We get a cab to our hotel and are checked in by 4pm – we know that we have missed the last hop-on/hop-off tour for the day so decide to walk a few blocks up from our midtown hotel to the Prudential Building (built in 1964 and 230 metres high) which has on the 50th floor a skywalk where you can enjoy tremendous views of Boston and its surrounds. It also has a small theatrette where we watched 4 short films on Boston’s history; it’s immigrant past and people; a beautiful view of the city from above and a lovely piece on the diversity of the children of the city. It truly is a magnificent city. We head down again and have dinner at what I suppose is a Cambodian outlet called Num Pang Kitchen. They have the best spicy lentil soup and a great rice and pork belly dish and a great side of roasted fresh vegetables. While eating we are able to plan tomorrow and write some postcards. Back to our hotel and sort out our laundry and finish up the blog – reset the clocks (end of daylight savings tomorrow) and look forward to a day out in Boston – starting with attending worship at the Old North Church – the very one from which two lanterns were lit in the steeple and Paul Revere took off on his famous ride.

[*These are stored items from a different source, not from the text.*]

//! Envelope types for protocol messages.

use rkyv::{Archive, Deserialize, Serialize};

use crate::messages::{
    FunctionEnvironmentReloadRequest, FunctionEnvironmentReloadResponse, FunctionLoadRequest,
    FunctionLoadResponse, FunctionMetadataResponse, FunctionsMetadataRequest, InvocationCancel,
    InvocationRequest, InvocationResponse, RpcLog, StartStream, WorkerInitRequest,
    WorkerInitResponse, WorkerTerminate,
};
use crate::status::StatusResult;

/// A protocol envelope: header metadata plus exactly one message payload.
///
/// Envelopes are immutable once received. Responses echo the request ID of
/// the envelope they answer.
#[derive(Archive, Serialize, Deserialize, Debug, Clone, PartialEq)]
pub struct Envelope {
    /// Envelope header with metadata.
    pub header: EnvelopeHeader,

    /// The message payload.
    pub payload: WorkerMessage,
}

impl Envelope {
    /// Creates a new envelope with the given request ID and payload.
    #[must_use]
    pub fn new(request_id: impl Into<String>, payload: WorkerMessage) -> Self {
        Self {
            header: EnvelopeHeader::new(request_id),
            payload,
        }
    }

    /// Creates a response envelope echoing the request's ID.
    #[must_use]
    pub fn response_to(request_header: &EnvelopeHeader, payload: WorkerMessage) -> Self {
        Self {
            header: EnvelopeHeader::response_to(request_header),
            payload,
        }
    }

    /// Returns the request ID carried by this envelope.
    #[must_use]
    pub fn request_id(&self) -> &str {
        &self.header.request_id
    }
}

/// Header metadata for all protocol envelopes.
#[derive(Archive, Serialize, Deserialize, Debug, Clone, PartialEq, Eq)]
pub struct EnvelopeHeader {
    /// Protocol version.
    ///
    /// Receivers should reject messages with unsupported versions.
    pub version: u16,

    /// Request ID for request/response matching.
    pub request_id: String,

    /// Message timestamp in nanoseconds since Unix epoch.
    pub timestamp_ns: u64,
}

impl EnvelopeHeader {
    /// Creates a new header for the given request ID.
    #[must_use]
    pub fn new(request_id: impl Into<String>) -> Self {
        Self {
            version: crate::version::CURRENT,
            request_id: request_id.into(),
            timestamp_ns: current_timestamp_ns(),
        }
    }

    /// Creates a response header echoing the request's ID.
    #[must_use]
    pub fn response_to(request: &Self) -> Self {
        Self::new(request.request_id.clone())
    }

    /// Checks if this message version is compatible.
    #[must_use]
    pub const fn is_compatible(&self) -> bool {
        self.version >= crate::version::MIN_SUPPORTED && self.version <= crate::version::CURRENT
    }
}

/// Every message kind carried over the worker stream.
#[derive(Archive, Serialize, Deserialize, Debug, Clone, PartialEq)]
pub enum WorkerMessage {
    /// First message on a new stream, identifying the worker.
    StartStream(StartStream),

    /// Host handshake request.
    WorkerInitRequest(WorkerInitRequest),

    /// Worker handshake response.
    WorkerInitResponse(WorkerInitResponse),

    /// Host liveness probe.
    WorkerStatusRequest,

    /// Worker liveness reply.
    WorkerStatusResponse,

    /// Host request for the worker's function metadata.
    FunctionsMetadataRequest(FunctionsMetadataRequest),

    /// Worker's function metadata.
    FunctionMetadataResponse(FunctionMetadataResponse),

    /// Host request to load a function.
    FunctionLoadRequest(FunctionLoadRequest),

    /// Outcome of a function load.
    FunctionLoadResponse(FunctionLoadResponse),

    /// Host request to run a function.
    InvocationRequest(InvocationRequest),

    /// Outcome of an invocation.
    InvocationResponse(InvocationResponse),

    /// Host request to cancel an in-flight invocation.
    InvocationCancel(InvocationCancel),

    /// Host request to swap the worker's environment.
    FunctionEnvironmentReloadRequest(FunctionEnvironmentReloadRequest),

    /// Outcome of an environment reload.
    FunctionEnvironmentReloadResponse(FunctionEnvironmentReloadResponse),

    /// Host request to shut the worker down.
    WorkerTerminate(WorkerTerminate),

    /// Log record produced by the worker.
    RpcLog(RpcLog),
}

impl WorkerMessage {
    /// Returns a stable name for this message kind, used in logs and errors.
    #[must_use]
    pub const fn kind(&self) -> &'static str {
        match self {
            Self::StartStream(_) => "start_stream",
            Self::WorkerInitRequest(_) => "worker_init_request",
            Self::WorkerInitResponse(_) => "worker_init_response",
            Self::WorkerStatusRequest => "worker_status_request",
            Self::WorkerStatusResponse => "worker_status_response",
            Self::FunctionsMetadataRequest(_) => "functions_metadata_request",
            Self::FunctionMetadataResponse(_) => "function_metadata_response",
            Self::FunctionLoadRequest(_) => "function_load_request",
            Self::FunctionLoadResponse(_) => "function_load_response",
            Self::InvocationRequest(_) => "invocation_request",
            Self::InvocationResponse(_) => "invocation_response",
            Self::InvocationCancel(_) => "invocation_cancel",
            Self::FunctionEnvironmentReloadRequest(_) => "function_environment_reload_request",
            Self::FunctionEnvironmentReloadResponse(_) => "function_environment_reload_response",
            Self::WorkerTerminate(_) => "worker_terminate",
            Self::RpcLog(_) => "rpc_log",
        }
    }

    /// Checks if this message is one the host sends to the worker.
    #[must_use]
    pub const fn is_request(&self) -> bool {
        matches!(
            self,
            Self::WorkerInitRequest(_)
                | Self::WorkerStatusRequest
                | Self::FunctionsMetadataRequest(_)
                | Self::FunctionLoadRequest(_)
                | Self::InvocationRequest(_)
                | Self::InvocationCancel(_)
                | Self::FunctionEnvironmentReloadRequest(_)
                | Self::WorkerTerminate(_)
        )
    }

    /// Returns the status result carried by a response message, if any.
    #[must_use]
    pub fn result(&self) -> Option<&StatusResult> {
        match self {
            Self::WorkerInitResponse(r) => Some(&r.result),
            Self::FunctionMetadataResponse(r) => Some(&r.result),
            Self::FunctionLoadResponse(r) => Some(&r.result),
            Self::InvocationResponse(r) => Some(&r.result),
            Self::FunctionEnvironmentReloadResponse(r) => Some(&r.result),
            _ => None,
        }
    }
}

/// Returns the current time in nanoseconds since Unix epoch.
fn current_timestamp_ns() -> u64 {
    std::time::SystemTime::now()
        .duration_since(std::time::UNIX_EPOCH)
        .map(|d| d.as_nanos() as u64)
        .unwrap_or(0)
}
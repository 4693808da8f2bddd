//! The `Engine` trait: one simulation+render step per call.
//!
//! The frame loop in `magnaflux-flux` steps its concrete `Simulation` through
//! this trait. The trait stays object-safe, so a `&mut dyn Engine` works too.

use crate::error::EngineError;
use crate::surface::Surface;
use serde_json::Value;

/// A per-frame visualization.
///
/// Each call to [`step`](Engine::step) advances internal time by one frame
/// and paints the result onto the given surface. The engine never owns the
/// surface; the frame loop does.
///
/// This trait is **object-safe**: you can use `Box<dyn Engine>` or `&dyn Engine`
/// for runtime polymorphism.
pub trait Engine {
    /// Advance the simulation by one frame and draw it.
    ///
    /// Returns an `EngineError` only for conditions the caller must act on
    /// (e.g. a surface with no area). Per-frame numeric guards never fail.
    fn step(&mut self, surface: &mut dyn Surface) -> Result<(), EngineError>;

    /// Current parameter values as a JSON object.
    fn params(&self) -> Value;

    /// Schema describing all available parameters, their types, ranges, and defaults.
    fn param_schema(&self) -> Value;
}

#[cfg(test)]
mod tests {
    use super::*;
    use crate::color::Rgba;
    use crate::surface::{DrawCommand, RecordingSurface};
    use glam::DVec2;
    use serde_json::json;

    /// Minimal engine implementation used to verify trait object safety.
    struct MockEngine {
        step_count: usize,
    }

    impl MockEngine {
        fn new() -> Self {
            Self { step_count: 0 }
        }
    }

    impl Engine for MockEngine {
        fn step(&mut self, surface: &mut dyn Surface) -> Result<(), EngineError> {
            if !surface.is_drawable() {
                return Err(EngineError::InvalidDimensions);
            }
            self.step_count += 1;
            let (w, h) = surface.size();
            surface.draw(DrawCommand::FillRect {
                origin: DVec2::ZERO,
                size: DVec2::new(f64::from(w), f64::from(h)),
                color: Rgba::BLACK,
            });
            Ok(())
        }

        fn params(&self) -> Value {
            json!({"step_count": self.step_count})
        }

        fn param_schema(&self) -> Value {
            json!({
                "step_count": {
                    "type": "integer",
                    "default": 0,
                    "description": "Number of steps executed"
                }
            })
        }
    }

    #[test]
    fn engine_trait_is_object_safe() {
        let mut engine: Box<dyn Engine> = Box::new(MockEngine::new());
        let mut surface = RecordingSurface::new(4, 4);
        engine.step(&mut surface).unwrap();
        assert_eq!(engine.params()["step_count"], 1);
    }

    #[test]
    fn mock_engine_step_draws_onto_surface() {
        let mut engine = MockEngine::new();
        let mut surface = RecordingSurface::new(8, 6);
        engine.step(&mut surface).unwrap();
        engine.step(&mut surface).unwrap();
        assert_eq!(engine.step_count, 2);
        assert_eq!(surface.count("fill_rect"), 2);
    }

    #[test]
    fn mock_engine_rejects_empty_surface() {
        let mut engine = MockEngine::new();
        let mut surface = RecordingSurface::new(0, 0);
        let err = engine.step(&mut surface).unwrap_err();
        assert!(matches!(err, EngineError::InvalidDimensions));
        assert!(surface.commands().is_empty());
    }

    #[test]
    fn mock_engine_param_schema_has_expected_structure() {
        let engine = MockEngine::new();
        let schema = engine.param_schema();
        assert!(schema.get("step_count").is_some());
        assert_eq!(schema["step_count"]["type"], "integer");
    }

    #[test]
    fn dyn_engine_mut_reference_works() {
        let mut engine = MockEngine::new();
        let mut surface = RecordingSurface::new(2, 2);
        let engine_ref: &mut dyn Engine = &mut engine;
        engine_ref.step(&mut surface).unwrap();
        assert_eq!(engine_ref.params()["step_count"], 1);
    }
}
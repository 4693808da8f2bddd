//! PNG snapshots of a [`Raster`].
//!
//! This module is feature-gated behind `png` (default on) so that WASM builds
//! can depend on the raster crate without pulling in the `image` crate.
//! The pixel buffer conversion itself lives in [`crate::pixel`] (always available).

use magnaflux_core::error::EngineError;
use std::path::Path;

use crate::pixel::raster_to_rgba;
use crate::raster::Raster;

/// Writes the raster as a PNG image.
///
/// Returns `EngineError::InvalidDimensions` for an empty raster, or
/// `EngineError::Io` on write failure.
pub fn write_png(raster: &Raster, path: &Path) -> Result<(), EngineError> {
    if raster.width() == 0 || raster.height() == 0 {
        return Err(EngineError::InvalidDimensions);
    }
    let rgba = raster_to_rgba(raster);
    let img = image::RgbaImage::from_raw(raster.width(), raster.height(), rgba)
        .ok_or_else(|| EngineError::Io("RGBA buffer size mismatch".into()))?;
    img.save(path).map_err(|e| EngineError::Io(e.to_string()))?;
    log::debug!("wrote {}x{} snapshot to {}", raster.width(), raster.height(), path.display());
    Ok(())
}
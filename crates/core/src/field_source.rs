//! The flux vector field: force direction and magnitude at any point in time.
//!
//! A [`FieldSource`] produces an (fx, fy) force vector at any point in space
//! and time. [`FluxField`] is the one the visualizer uses: a product of sines
//! over screen space, rotated by spin and modulated by "Phase Drift".
//!
//! All implementations are pure: same inputs produce bit-identical output.

use std::f64::consts::{PI, TAU};

use crate::state::{Anomaly, FieldState};

/// Base spatial frequency of the field, per pixel.
pub const BASE_SCALE: f64 = 0.005;
/// Amplitude of the spatial-scale oscillation under "Phase Drift".
pub const DRIFT_SCALE_AMPLITUDE: f64 = 0.002;
/// Amplitude of the angular wobble under "Phase Drift".
pub const DRIFT_ANGLE_AMPLITUDE: f64 = 0.5;

/// A source of 2D force vectors.
///
/// Returns an (fx, fy) vector at any point in space and time.
/// Implementations must be deterministic: same inputs = same output.
pub trait FieldSource: Send + Sync {
    fn sample(&self, x: f64, y: f64, time: f64) -> (f64, f64);
}

/// The flux field for one [`FieldState`].
///
/// Holds nothing but a borrow of the snapshot.
#[derive(Debug, Clone, Copy)]
pub struct FluxField<'a> {
    state: &'a FieldState,
}

impl<'a> FluxField<'a> {
    pub fn new(state: &'a FieldState) -> Self {
        Self { state }
    }
}

impl FieldSource for FluxField<'_> {
    fn sample(&self, x: f64, y: f64, time: f64) -> (f64, f64) {
        sample(x, y, time, self.state)
    }
}

/// Force magnitude, independent of position: `(intensity/20) * (1 + energy/200)`.
pub fn magnitude(state: &FieldState) -> f64 {
    (state.intensity / 20.0) * (1.0 + state.energy_level / 200.0)
}

/// Field direction in radians at `(x, y)` and time `t`.
pub fn angle(x: f64, y: f64, t: f64, state: &FieldState) -> f64 {
    let drifting = state.has(Anomaly::PhaseDrift);
    let scale = if drifting {
        BASE_SCALE + (t * 0.5).sin() * DRIFT_SCALE_AMPLITUDE
    } else {
        BASE_SCALE
    };
    let spin_offset = (state.particle_spin / 10.0) * PI;
    let mut angle = (x * scale + t).sin() * (y * scale + t).cos() * TAU * (state.frequency / 10.0)
        + spin_offset;
    if drifting {
        angle += (t * 2.0).sin() * DRIFT_ANGLE_AMPLITUDE;
    }
    angle
}

/// Samples the flux field: `(cos(angle) * magnitude, sin(angle) * magnitude)`.
pub fn sample(x: f64, y: f64, t: f64, state: &FieldState) -> (f64, f64) {
    let a = angle(x, y, t, state);
    let m = magnitude(state);
    (a.cos() * m, a.sin() * m)
}
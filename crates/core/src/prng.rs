//! Seedable randomness for particle creation and overlay jitter.
//!
//! The simulation never touches an ambient global generator. It draws from a
//! [`RandomSource`] handed to it at construction, normally an
//! [`Xorshift64`] seeded from the controller configuration, so every frame
//! sequence is reproducible from a single `u64`.

/// A source of uniform random numbers.
///
/// Object-safe so the simulation can hold a `Box<dyn RandomSource>` and tests
/// can substitute a fixed sequence.
pub trait RandomSource {
    /// Returns a uniformly distributed f64 in [0, 1).
    fn next_f64(&mut self) -> f64;

    /// Returns a uniformly distributed f64 in [min, max).
    fn next_range(&mut self, min: f64, max: f64) -> f64 {
        min + self.next_f64() * (max - min)
    }

    /// Returns a uniformly distributed f64 in [-1, 1).
    fn next_signed(&mut self) -> f64 {
        (self.next_f64() - 0.5) * 2.0
    }
}

/// Xorshift64 deterministic PRNG. Same seed always produces the same sequence.
///
/// Shift parameters (13, 7, 17). Seed 0 is replaced with a non-zero fallback
/// to avoid the all-zeros fixed point.
#[derive(Debug, Clone)]
pub struct Xorshift64 {
    state: u64,
}

impl Xorshift64 {
    const FALLBACK_SEED: u64 = 0x5EED_DEAD_BEEF_CAFE;
    const FORK_MIX: u64 = 0x9E37_79B9_7F4A_7C15;

    /// Creates a new PRNG with the given seed.
    pub fn new(seed: u64) -> Self {
        Self {
            state: if seed == 0 { Self::FALLBACK_SEED } else { seed },
        }
    }

    /// Advances the state and returns the next 64-bit value.
    pub fn next_u64(&mut self) -> u64 {
        self.state ^= self.state << 13;
        self.state ^= self.state >> 7;
        self.state ^= self.state << 17;
        self.state
    }

    /// Derives an independent generator from the next value of this one.
    ///
    /// Used to give each restarted simulation its own stream while the
    /// controller stays reproducible from its configured seed.
    pub fn fork(&mut self) -> Xorshift64 {
        // child must not replay the parent stream shifted by one
        Xorshift64::new(self.next_u64() ^ Self::FORK_MIX)
    }
}

impl RandomSource for Xorshift64 {
    /// Upper 53 bits of `next_u64()` divided by 2^53.
    fn next_f64(&mut self) -> f64 {
        (self.next_u64() >> 11) as f64 / (1u64 << 53) as f64
    }
}

/// Replays a fixed list of values in a cycle.
///
/// Handy in tests where an overlay's jitter or a particle's spawn point must
/// be pinned. An empty list yields 0.5 forever.
#[derive(Debug, Clone)]
pub struct FixedSequence {
    values: Vec<f64>,
    cursor: usize,
}

impl FixedSequence {
    /// Values outside [0, 1) are clamped into it.
    pub fn new(values: Vec<f64>) -> Self {
        let values = values
            .into_iter()
            .map(|v| if v.is_nan() { 0.0 } else { v.clamp(0.0, 1.0 - f64::EPSILON) })
            .collect();
        Self { values, cursor: 0 }
    }
}

impl RandomSource for FixedSequence {
    fn next_f64(&mut self) -> f64 {
        if self.values.is_empty() {
            return 0.5;
        }
        let v = self.values[self.cursor % self.values.len()];
        self.cursor = self.cursor.wrapping_add(1);
        v
    }
}
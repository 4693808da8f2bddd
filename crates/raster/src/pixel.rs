//! Pure-computation RGBA8 conversion of a [`Raster`].
//!
//! This module is always available (no feature gate) so that both the `png`
//! snapshot path and the WASM `ImageData` path can share the same conversion.

use magnaflux_core::color::Rgba;

use crate::raster::Raster;

/// Packs the raster into an RGBA8 buffer.
///
/// Each pixel is written as four bytes (R, G, B, 255); the surface is opaque.
/// The buffer length is `width * height * 4`.
pub fn raster_to_rgba(raster: &Raster) -> Vec<u8> {
    raster
        .pixels()
        .iter()
        .flat_map(|c| {
            Rgba {
                r: c.x,
                g: c.y,
                b: c.z,
                a: 1.0,
            }
            .to_rgba8()
        })
        .collect()
}

#[cfg(test)]
mod tests {
    use super::*;
    use glam::DVec2;
    use magnaflux_core::surface::{DrawCommand, Surface};

    #[test]
    fn raster_to_rgba_correct_length() {
        let raster = Raster::new(8, 4);
        let buf = raster_to_rgba(&raster);
        assert_eq!(buf.len(), 8 * 4 * 4);
    }

    #[test]
    fn raster_to_rgba_alpha_always_255() {
        let mut raster = Raster::new(4, 4);
        raster.draw(DrawCommand::FillRect {
            origin: DVec2::ZERO,
            size: DVec2::new(2.0, 2.0),
            color: Rgba::WHITE.with_alpha(0.3),
        });
        let buf = raster_to_rgba(&raster);
        for (i, &byte) in buf.iter().enumerate() {
            if i % 4 == 3 {
                assert_eq!(byte, 255, "alpha at pixel {} should be 255", i / 4);
            }
        }
    }

    #[test]
    fn background_packs_to_slate_bytes() {
        let buf = raster_to_rgba(&Raster::new(1, 1));
        assert_eq!(buf, vec![2, 6, 23, 255]);
    }

    #[test]
    fn white_pixel_packs_to_full_bytes() {
        let mut raster = Raster::new(2, 1);
        raster.draw(DrawCommand::FillRect {
            origin: DVec2::new(1.0, 0.0),
            size: DVec2::new(1.0, 1.0),
            color: Rgba::WHITE,
        });
        let buf = raster_to_rgba(&raster);
        assert_eq!(&buf[4..8], &[255, 255, 255, 255]);
    }
}
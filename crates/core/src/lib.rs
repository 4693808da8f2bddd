#![deny(unsafe_code)]
//! Core types and traits for the magnaflux field visualizer.
//!
//! Provides the `Engine` trait, the `FieldState` snapshot with its anomaly and
//! intervention vocabulary, the flux `FieldSource`, the `Surface`/`DrawCommand`
//! drawing model, the `FrameScheduler` host hooks, `Rgba` colors and palette,
//! the `Xorshift64` PRNG, `Seed`, and parameter helpers.

pub mod color;
pub mod engine;
pub mod error;
pub mod field_source;
pub mod palette;
pub mod params;
pub mod prng;
pub mod report;
pub mod scheduler;
pub mod seed;
pub mod state;
pub mod surface;

pub use color::Rgba;
pub use engine::Engine;
pub use error::EngineError;
pub use field_source::{FieldSource, FluxField};
pub use palette::ParticleHue;
pub use prng::{FixedSequence, RandomSource, Xorshift64};
pub use report::DiagnosticReport;
pub use scheduler::{FrameScheduler, FrameToken, ListenerId, ManualScheduler};
pub use seed::Seed;
pub use state::{Anomaly, AnomalySet, FieldState, Intervention};
pub use surface::{DrawCommand, GradientStop, Glow, RecordingSurface, Stroke, Surface};
//! Error types for the magnaflux core.

use thiserror::Error;

/// Errors produced by visualizer operations.
///
/// Per-frame simulation guards (non-finite state, unknown anomaly names,
/// zero-sized surfaces) never produce these; they clamp, skip or replace.
#[derive(Debug, Error)]
pub enum EngineError {
    /// Width or height was zero, or `width * height` overflowed.
    #[error("invalid dimensions: width and height must be non-zero")]
    InvalidDimensions,

    /// A parameter existed but had the wrong JSON type.
    #[error("parameter type mismatch for '{name}': expected {expected}, got {got}")]
    ParamTypeMismatch {
        name: String,
        expected: String,
        got: String,
    },

    /// A seed file could not be parsed.
    #[error("invalid seed: {0}")]
    InvalidSeed(String),

    /// Writing a snapshot or reading an input file failed.
    #[error("i/o error: {0}")]
    Io(String),
}
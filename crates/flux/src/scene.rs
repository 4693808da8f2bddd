//! Background wash and the lensed grid.

use glam::DVec2;
use magnaflux_core::palette;
use magnaflux_core::state::{Anomaly, FieldState};
use magnaflux_core::surface::{DrawCommand, Stroke, Surface};

use crate::integrator::HORIZON_RADIUS;
use crate::mode::RenderMode;

/// Horizontal spacing of grid columns, px.
pub const GRID_SPACING: f64 = 40.0;
/// Vertical spacing of vertices along a grid column, px.
pub const GRID_VERTEX_STEP: f64 = 10.0;
/// Vertices closer than this to the center are lensed.
pub const LENS_OUTER_RADIUS: f64 = 300.0;

/// Paints the translucent background rectangle over the whole surface.
pub fn draw_fade(surface: &mut dyn Surface, size: DVec2, state: &FieldState, mode: &RenderMode) {
    surface.draw(DrawCommand::FillRect {
        origin: DVec2::ZERO,
        size,
        color: palette::background().with_alpha(mode.fade_alpha(state)),
    });
}

/// Displaces a grid vertex toward `center` by `40² * 2 / d` when its distance
/// `d` lies strictly between the horizon radius and 300.
pub fn lens(vertex: DVec2, center: DVec2) -> DVec2 {
    let offset = vertex - center;
    let d = offset.length();
    if d > HORIZON_RADIUS && d < LENS_OUTER_RADIUS {
        let pull = HORIZON_RADIUS * HORIZON_RADIUS * 2.0 / d;
        vertex - offset / d * pull
    } else {
        vertex
    }
}

/// Vertices of every grid column, lensed when "Event Horizon" is active.
///
/// Columns start at x = 0 and continue one spacing past the right edge;
/// vertices likewise run one spacing past the bottom edge.
pub fn grid_columns(size: DVec2, lensing: bool) -> Vec<Vec<DVec2>> {
    let center = size * 0.5;
    let columns = (size.x / GRID_SPACING).floor() as usize + 2;
    let rows = ((size.y + GRID_SPACING) / GRID_VERTEX_STEP).ceil() as usize;
    (0..columns)
        .map(|c| c as f64 * GRID_SPACING)
        .filter(|x| *x < size.x + GRID_SPACING)
        .map(|x| {
            (0..rows)
                .map(|r| DVec2::new(x, r as f64 * GRID_VERTEX_STEP))
                .filter(|v| v.y < size.y + GRID_SPACING)
                .map(|v| if lensing { lens(v, center) } else { v })
                .collect()
        })
        .collect()
}

/// Strokes the grid, one polyline per column.
pub fn draw_grid(surface: &mut dyn Surface, size: DVec2, state: &FieldState, mode: &RenderMode) {
    let stroke = Stroke::new(palette::grid().with_alpha(mode.grid_alpha()), 1.0);
    for points in grid_columns(size, state.has(Anomaly::EventHorizon)) {
        surface.draw(DrawCommand::StrokePath { points, stroke });
    }
}

#[cfg(test)]
mod tests {
    use super::*;
    use magnaflux_core::state::Intervention;
    use magnaflux_core::surface::RecordingSurface;

    #[test]
    fn fade_covers_surface_with_background_color() {
        let mut s = RecordingSurface::new(400, 300);
        let size = DVec2::new(400.0, 300.0);
        let mode = RenderMode::new(Some(Intervention::VoidAnalysis));
        draw_fade(&mut s, size, &FieldState::default(), &mode);
        match &s.commands()[0] {
            DrawCommand::FillRect {
                origin,
                size: rect,
                color,
            } => {
                assert_eq!(*origin, DVec2::ZERO);
                assert_eq!(*rect, size);
                assert_eq!(color.a, 0.4);
                assert_eq!(color.to_rgba8(), [2, 6, 23, 102]);
            }
            other => panic!("expected fill_rect, got: {other:?}"),
        }
    }

    #[test]
    fn grid_has_a_column_every_40px_plus_overhang() {
        let cols = grid_columns(DVec2::new(400.0, 300.0), false);
        // x = 0, 40, ..., 400 (< 440)
        assert_eq!(cols.len(), 11);
        assert_eq!(cols[10][0].x, 400.0);
        // y = 0, 10, ..., 330 (< 340)
        assert_eq!(cols[0].len(), 34);
        assert_eq!(cols[0].last().unwrap().y, 330.0);
    }

    #[test]
    fn lens_pulls_vertices_inward_in_band_only() {
        let center = DVec2::new(400.0, 300.0);
        // d = 100 -> pulled 32 px toward center
        let v = lens(DVec2::new(500.0, 300.0), center);
        assert!((v.x - 468.0).abs() < 1e-9);
        assert_eq!(v.y, 300.0);
        // inside horizon and beyond 300 untouched
        assert_eq!(lens(DVec2::new(410.0, 300.0), center), DVec2::new(410.0, 300.0));
        assert_eq!(lens(DVec2::new(750.0, 300.0), center), DVec2::new(750.0, 300.0));
    }

    #[test]
    fn grid_lenses_only_with_event_horizon() {
        let size = DVec2::new(800.0, 600.0);
        let flat = grid_columns(size, false);
        let lensed = grid_columns(size, true);
        assert_eq!(flat.len(), lensed.len());
        assert_ne!(flat, lensed);

        let mut s = RecordingSurface::new(800, 600);
        let state = FieldState::default().with_anomaly(Anomaly::EventHorizon);
        draw_grid(&mut s, size, &state, &RenderMode::default());
        assert_eq!(s.count("stroke_path"), lensed.len());
        match &s.commands()[0] {
            DrawCommand::StrokePath { stroke, .. } => assert_eq!(stroke.color.a, 0.05),
            other => panic!("expected stroke_path, got: {other:?}"),
        }
    }
}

A set of shots from the skywalk observatory – 230 metres above Boston
Friday 1 November was always going to be one of the highlights of our trip. For today was the day we did our Stephen King tour in Bangor, Maine. I apologise to all readers who are not King fans but my Mum and I are serious fans and we were bubbling with excitement as the weather cleared and we waited to be picked up. Our group ended up being 11 plus our driver/MC Jamie – an over-the-top extrovert – a Bangor born and breed local – the son of the owner of SK Tours – the only Stephen King approved tour in Bangor. Our three and a half hour tour took us around the town highlighting places and things mentioned in King’s books and featured in the movie adaptions. Of course the highlight were the stories Jamie told of Stephen and his wife Tabitha and how they rose from being a poor starving struggling family with two infant kids, with Stephen writing in spare hours from being a lowly paid English teacher. His first book, Carrie was the break-through and the rest is history. At the end of the tour we were shown his house -and next door – the guest house purchased. One of his guests was JK Rowling – author of the Harry Potter books – and Jamie reminded us that the two of them – Stephen King and JK Rowling are the most popular living writers on the planet today – Rowling worth over a billion and the King’s half a billion. One of the things pointed out is that the King foundation has sponsored and given a lot to the town of Bangor over nearly forty years. Stephen has a great love of Rock and Roll and has purchased a radio station in Bangor – which is completely DJ run and organised.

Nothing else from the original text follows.